Título: A invasão: lições
Autor: Tereza Cruvinel
Fonte: O Globo, 07/06/2006, O GLOBO, p. 2

Foi horrível ver o Salão Verde transformado em campo de luta, ver gente assustada buscando abrigo atrás das pilastras ou, tendo crachá, dentro do plenário. Foi triste ver o que restou do busto de Mario Covas carregado sob o braço de um manifestante como butim de guerra, e o anjo de Ceschiatti usado como tamborete. Ver homens e mulheres simples que vieram de longe reivindicar de forma tão errada. Foi horrível e inaceitável mas foi também pedagógico.

Estivesse o Congresso, e sobretudo a Câmara, desfrutando de mais prestígio e credibilidade, o MLST não teria perdido o recato democrático e feito uso da violência para entrar em suas dependências, perdendo depois o controle da massa incitada.
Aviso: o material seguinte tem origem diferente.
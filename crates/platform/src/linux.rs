//! Linux `/proc` process and socket tables
//!
//! Built on the `procfs` crate. The root is configurable so tests can point
//! it at a fake tree.

use procfs::net::{TcpNetEntries, TcpNetEntry, TcpState as NetTcpState};
use procfs::process::{all_processes_with_root, FDTarget, Process};
use procfs::{FromReadSI, ProcError, ProcessCGroup};
use std::collections::HashMap;
use std::path::{Path, PathBuf};
use std::sync::OnceLock;
use time::OffsetDateTime;
use tracing::{debug, trace};
use witr_core::{
    Connection, ListeningSocket, OwnerHandle, ProcessFacts, ProcessRecord, ProcessState,
    ProcessTable, Protocol, SocketTable, SourceError, SourceResult, TcpState,
};

use crate::users::UserTable;

const COLLABORATOR: &str = "procfs";

/// Process and socket tables backed by a procfs mount
#[derive(Debug, Clone)]
pub struct ProcFs {
    root: PathBuf,
    /// Seconds since the epoch at boot
    boot_time: Option<u64>,
    ticks_per_second: u64,
    users: OnceLock<UserTable>,
}

impl Default for ProcFs {
    fn default() -> Self {
        Self::new()
    }
}

impl ProcFs {
    /// The live `/proc`
    pub fn new() -> Self {
        let boot_time = procfs::boot_time_secs()
            .map_err(|e| debug!(error = %e, "Boot time unavailable"))
            .ok();
        Self {
            boot_time,
            ..Self::with_root("/proc")
        }
    }

    /// A procfs tree rooted elsewhere (fixtures, a host mount inside a container)
    ///
    /// Start times stay unknown until [`with_boot_time`](Self::with_boot_time).
    pub fn with_root(root: impl Into<PathBuf>) -> Self {
        Self {
            root: root.into(),
            boot_time: None,
            ticks_per_second: procfs::ticks_per_second().max(1),
            users: OnceLock::new(),
        }
    }

    pub fn with_boot_time(mut self, secs: u64) -> Self {
        self.boot_time = Some(secs);
        self
    }

    /// Use this user table instead of the system's
    pub fn with_users(self, users: UserTable) -> Self {
        let _ = self.users.set(users);
        self
    }

    pub fn is_available(&self) -> bool {
        self.root.join("self").exists() || self.root.join("1").join("stat").exists()
    }

    fn users(&self) -> &UserTable {
        self.users.get_or_init(UserTable::load)
    }

    fn process(&self, pid: u32) -> SourceResult<Process> {
        Process::new_with_root(self.root.join(pid.to_string())).map_err(|e| map_proc_error(e, Some(pid)))
    }

    /// Every readable process, PID ascending
    fn processes(&self) -> SourceResult<Vec<Process>> {
        let mut processes: Vec<Process> = all_processes_with_root(&self.root)
            .map_err(|e| map_proc_error(e, None))?
            .filter_map(|p| p.map_err(|e| trace!(error = %e, "Skipping process")).ok())
            .collect();
        processes.sort_by_key(|p| p.pid());
        Ok(processes)
    }

    fn record(&self, process: &Process) -> SourceResult<ProcessRecord> {
        let pid = process.pid() as u32;
        let stat = process.stat().map_err(|e| map_proc_error(e, Some(pid)))?;
        let cmdline = process.cmdline().map(|argv| argv.join(" ")).unwrap_or_default();

        let mut record = ProcessRecord::new(pid, stat.ppid.max(0) as u32, stat.comm, cmdline);
        record.state = ProcessState::from_code(&stat.state.to_string());

        let uid = process.status().ok().map(|status| status.ruid);
        let (container, service_unit) = process
            .cgroups()
            .map(|groups| cgroup_facts(&groups.0))
            .unwrap_or_default();
        record.facts = ProcessFacts {
            exe: process.exe().ok().map(|p| p.display().to_string()),
            uid,
            user: uid.and_then(|uid| self.users().name(uid)),
            started_at: self.started_at(stat.starttime),
            working_dir: process.cwd().ok().map(|p| p.display().to_string()),
            container,
            service_unit,
        };
        Ok(record)
    }

    fn started_at(&self, start_ticks: u64) -> Option<OffsetDateTime> {
        let secs = self.boot_time? + start_ticks / self.ticks_per_second;
        OffsetDateTime::from_unix_timestamp(i64::try_from(secs).ok()?).ok()
    }

    fn socket_inodes(process: &Process) -> SourceResult<Vec<u64>> {
        let pid = process.pid() as u32;
        let fds = process.fd().map_err(|e| map_proc_error(e, Some(pid)))?;
        Ok(fds
            .filter_map(Result::ok)
            .filter_map(|fd| match fd.target {
                FDTarget::Socket(inode) => Some(inode),
                _ => None,
            })
            .collect())
    }

    fn net_entries(&self) -> SourceResult<Vec<TcpNetEntry>> {
        let net = self.root.join("net");
        let mut entries = read_tcp_table(&net.join("tcp"))?;
        // IPv6 may be disabled
        if let Ok(v6) = read_tcp_table(&net.join("tcp6")) {
            entries.extend(v6);
        }
        Ok(entries)
    }
}

impl ProcessTable for ProcFs {
    fn name(&self) -> &'static str {
        COLLABORATOR
    }

    fn read_process(&self, pid: u32) -> SourceResult<ProcessRecord> {
        self.record(&self.process(pid)?)
    }

    fn list_processes(&self) -> SourceResult<Vec<ProcessRecord>> {
        let mut records = Vec::new();
        for process in self.processes()? {
            match self.record(&process) {
                Ok(record) => records.push(record),
                Err(e) => trace!(pid = process.pid(), error = %e, "Skipping process"),
            }
        }
        Ok(records)
    }
}

impl SocketTable for ProcFs {
    fn name(&self) -> &'static str {
        COLLABORATOR
    }

    fn list_listening_sockets(&self) -> SourceResult<Vec<ListeningSocket>> {
        Ok(self
            .net_entries()?
            .into_iter()
            .filter(|e| e.state == NetTcpState::Listen)
            .map(|e| ListeningSocket {
                protocol: Protocol::Tcp,
                local_addr: e.local_address.ip(),
                port: e.local_address.port(),
                owner: (e.inode != 0).then_some(OwnerHandle::Inode(e.inode)),
            })
            .collect())
    }

    fn list_open_handles(&self, pid: u32) -> SourceResult<Vec<OwnerHandle>> {
        Ok(Self::socket_inodes(&self.process(pid)?)?
            .into_iter()
            .map(OwnerHandle::Inode)
            .collect())
    }

    fn list_connections(&self) -> SourceResult<Vec<Connection>> {
        let entries: Vec<TcpNetEntry> = self
            .net_entries()?
            .into_iter()
            .filter(|e| e.state != NetTcpState::Listen && e.inode != 0)
            .collect();
        if entries.is_empty() {
            return Ok(Vec::new());
        }

        let mut owner_of: HashMap<u64, u32> = HashMap::new();
        for process in self.processes()? {
            if let Ok(inodes) = Self::socket_inodes(&process) {
                for inode in inodes {
                    owner_of.entry(inode).or_insert(process.pid() as u32);
                }
            }
        }

        Ok(entries
            .into_iter()
            .filter_map(|e| {
                let pid = *owner_of.get(&e.inode)?;
                Some(Connection {
                    pid,
                    local_addr: e.local_address.ip(),
                    local_port: e.local_address.port(),
                    remote_addr: e.remote_address.ip(),
                    remote_port: e.remote_address.port(),
                    state: tcp_state(&e.state),
                })
            })
            .collect())
    }
}

fn read_tcp_table(path: &Path) -> SourceResult<Vec<TcpNetEntry>> {
    TcpNetEntries::from_file(path, procfs::current_system_info())
        .map(|entries| entries.0)
        .map_err(|e| SourceError::unavailable(COLLABORATOR, format!("{}: {}", path.display(), e)))
}

fn map_proc_error(e: ProcError, pid: Option<u32>) -> SourceError {
    match (e, pid) {
        (ProcError::NotFound(_), Some(pid)) => SourceError::ProcessNotFound { pid },
        (ProcError::PermissionDenied(path), _) => SourceError::AccessDenied {
            what: path
                .map(|p| p.display().to_string())
                .unwrap_or_else(|| COLLABORATOR.to_string()),
        },
        (other, _) => SourceError::unavailable(COLLABORATOR, other),
    }
}

fn tcp_state(state: &NetTcpState) -> TcpState {
    match state {
        NetTcpState::Established => TcpState::Established,
        NetTcpState::SynSent => TcpState::SynSent,
        NetTcpState::SynRecv => TcpState::SynReceived,
        NetTcpState::FinWait1 => TcpState::FinWait1,
        NetTcpState::FinWait2 => TcpState::FinWait2,
        NetTcpState::TimeWait => TcpState::TimeWait,
        NetTcpState::Close => TcpState::Closed,
        NetTcpState::CloseWait => TcpState::CloseWait,
        NetTcpState::LastAck => TcpState::LastAck,
        NetTcpState::Listen => TcpState::Listen,
        NetTcpState::Closing => TcpState::Closing,
        // NEW_SYN_RECV
        _ => TcpState::SynReceived,
    }
}

/// Container runtime signature and service unit of one process
///
/// The unit comes from the unified hierarchy, or from the v1 `name=systemd`
/// controller when there is none.
pub fn cgroup_facts(groups: &[ProcessCGroup]) -> (Option<String>, Option<String>) {
    let container = groups
        .iter()
        .find_map(|g| container_runtime(&g.pathname))
        .map(str::to_string);
    let systemd_path = groups
        .iter()
        .find(|g| g.hierarchy == 0)
        .or_else(|| {
            groups
                .iter()
                .find(|g| g.controllers.iter().any(|c| c == "name=systemd"))
        })
        .map(|g| g.pathname.as_str());
    (container, systemd_path.and_then(service_unit))
}

/// Runtime whose container payload lives in this control group
///
/// Only payload groups count. The runtime's own daemons (`docker.service`,
/// `containerd.service`, `libpod-conmon-*.scope`) are host processes.
pub fn container_runtime(path: &str) -> Option<&'static str> {
    let segments: Vec<&str> = path.split('/').filter(|s| !s.is_empty()).collect();
    if segments.iter().any(|s| s.starts_with("kubepods")) {
        return Some("kubernetes");
    }

    for (i, segment) in segments.iter().enumerate() {
        if segment.ends_with(".service") {
            continue;
        }
        if let Some(scope) = segment.strip_suffix(".scope") {
            if scope.starts_with("docker-") {
                return Some("docker");
            }
            if scope.starts_with("cri-containerd-") {
                return Some("containerd");
            }
            if scope.starts_with("crio-") && !scope.starts_with("crio-conmon-") {
                return Some("cri-o");
            }
            if scope.starts_with("libpod-") && !scope.starts_with("libpod-conmon-") {
                return Some("podman");
            }
            continue;
        }
        if segment.starts_with("lxc.payload") {
            return Some("lxc");
        }
        // cgroupfs driver: /docker/<id>, /lxc/<name>
        let has_child = i + 1 < segments.len();
        match *segment {
            "docker" if has_child => return Some("docker"),
            "lxc" if has_child => return Some("lxc"),
            _ => {}
        }
    }
    None
}

/// Innermost `*.service` unit, ignoring the per-user manager
pub fn service_unit(path: &str) -> Option<String> {
    path.split('/')
        .filter(|c| c.ends_with(".service") && !c.starts_with("user@"))
        .last()
        .map(str::to_string)
}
Não estivessem a Câmara e a política em geral carregando o estigma da impunidade e os apelidos da vileza política ¿ mensalão, pizza, sanguessuga etc ¿ não teria havido a profanação política.

A tarde de horror entretanto serviu para fazer valer a consciência de que a democracia não prescinde da autoridade, muito pelo contrário. E o presidente da Câmara, Aldo Rebelo, fez perfeito uso da sua.

Não foi o primeiro ato de vandalismo contra o Congresso. Talvez tenha sido o mais aterrorizador, por ter chegado às portas do plenário, deixado feridos e um rastro de destruição. Mas houve o corredor polonês contra os deputados na votação da reforma da Previdência, no governo FH. Houve o quebra-quebra da chapelaria do Congresso, na votação da segunda reforma da Previdência, já sob Lula e em nenhuma das ocasiões os que exorbitaram foram presos e punidos.

¿Quero todos presos¿, foi a primeira ordem de Aldo ao saber do que ocorria, enquanto recebia um visitante estrangeiro em sua residência. Já no Congresso, resistiu a outras pressões. A da esquerda, representada pelo PSOL, para que mesmo assim ele recebesse o líder do MLST, Bruno Maranhão. Expulsou-o de sua sala e avisou que todos seriam presos lá fora. Se não saíssem, isso aconteceria ali dentro mesmo.

Outra pressão vinha da direita, da bancada ruralista, para que chamasse o Bope ou o Exército para dentro do Congresso. Se isso fosse preciso, seria feito, mas Aldo optou por evitar uma outra profanação. Para se defender, a Casa tem sua polícia legislativa. Evacuado o Salão Verde, 400 homens da PM receberam os manifestantes lá fora.

No final do dia a Polícia Legislativa trabalhava no Ginásio Nilson Nelson em parceria com a Polícia Civil, identificando os que efetivamente atentaram contra pessoas e contra o patrimônio público. Inclusive Bruno Maranhão, cuja filiação ao PT era explorada. Nenhum membro do partido o desculpou. Todos devem agora responder pelo que fizeram.

Nenhuma punição, entretanto, atenuará o fato de que atentaram contra a democracia, contra a sacralidade do Parlamento e mesmo contra os movimentos sociais, à medida que os demais podem ser igualmente percebidos agora como transgressores. Arruaceiros, na condenação do presidente do Senado, Renan Calheiros.